Section: 31.7.6.3.2 [ostream.inserters.arithmetic] Status: New Submitter: Jonathan Wakely Opened: 2024-05-10 Last modified: 2024-05-15

Priority: 3

View all other issues in [ostream.inserters.arithmetic].

View all issues with New status.

Discussion:

LWG 117(i) fixed insertion of a float into an ostream by requiring a cast to double. This gives a surprising result on RISC-V when inserting a negative NaN, because RISC-V floating-point instructions do not preserve the sign or payload of NaN values. This means that std::cout << -std::numeric_limits<float>::quiet_NaN() prints "nan" rather than "-nan" as most users probably expect.

11.3 section of the RISC-V ISA manual (20191213):

Except when otherwise stated, if the result of a floating-point operation is NaN, it is the canonical NaN. The canonical NaN has a positive sign and all significand bits clear except the MSB, a.k.a. the quiet bit. For single-precision floating-point, this corresponds to the pattern 0x7fc00000.

This is allowed by IEEE 754 (2019), as per section 6.3:

When either an input or result is a NaN, this standard does not interpret the sign of a NaN.

So it is standard-conforming for static_cast<double>(val) to lose the sign (and payload) of a NaN. This might also affect Apple M1 chips, if they use the ARMv8 default-NaN mode.

The current wording does not permit an implementation to use something like std::copysign(static_cast<double>(val), std::signbit(val) ? -1.0 : +1.0) to restore the sign bit. Should this be allowed? Maybe we should say that it's unspecified whether the cast to double preserves the sign of a NaN? If not, should we add a note about the surprising behaviour?
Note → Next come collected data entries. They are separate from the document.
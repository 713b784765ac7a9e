//! # Tokenizer
//!
//! Single-pass lexical scanner that turns source text into a stream of
//! positioned tokens, enriching every identifier with its morphological
//! decomposition and naming-convention tag as it is emitted.
//!
//! ## Component Structure
//!
//! * [`token`]: Token types, the [`Tokenizer`] itself and its scan loop
//! * [`pattern`]: The ordered pattern registry that decides match priority
//! * [`keyword`]: Keyword parsing
//! * [`symbol`]: Operator and delimiter parsing
//! * [`literal`]: Number and string literal parsing
//!
//! ## Match Priority
//!
//! At any scan position several patterns may match. The registry order
//! (`keyword, identifier, operator, number, string, delimiter`) decides the
//! winner, not the match length; see [`pattern::PatternRegistry`].
//!
//! ## Error Recovery
//!
//! An unrecognized character never aborts the scan: it is recorded as a
//! [`token::LexicalError`], skipped, and scanning resumes at the next
//! character.

pub mod keyword;
pub mod literal;
pub mod pattern;
pub mod symbol;
pub mod token;

pub use keyword::Keyword;
pub use pattern::{Matcher, PatternRegistry};
pub use symbol::Delimiter;
pub use token::{
    Identifier, LexicalError, ParserResult, Token, TokenKind, TokenSpan, Tokenizer,
};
Previous resolution [SUPERSEDED]:

This wording is relative to N4981.

  1. Modify 31.7.6.3.2 [ostream.inserters.arithmetic] as indicated:

    -3- When val is of type float the formatting conversion occurs as if it performed the following code fragment: 
    
  bool failed = use_facet<
    num_put<charT, ostreambuf_iterator<charT, traits>>
      >(getloc()).put(*this, *this, fill(),
        static_cast<double>(val)).failed();
    [Note ?: When val is a NaN value, the conversion to double can alter the sign and payload. — end note]

[2024-05-15; Reflector poll]

Set priority to 3 after reflector poll.

[2024-05-15; Peter Dimov provides improved wording]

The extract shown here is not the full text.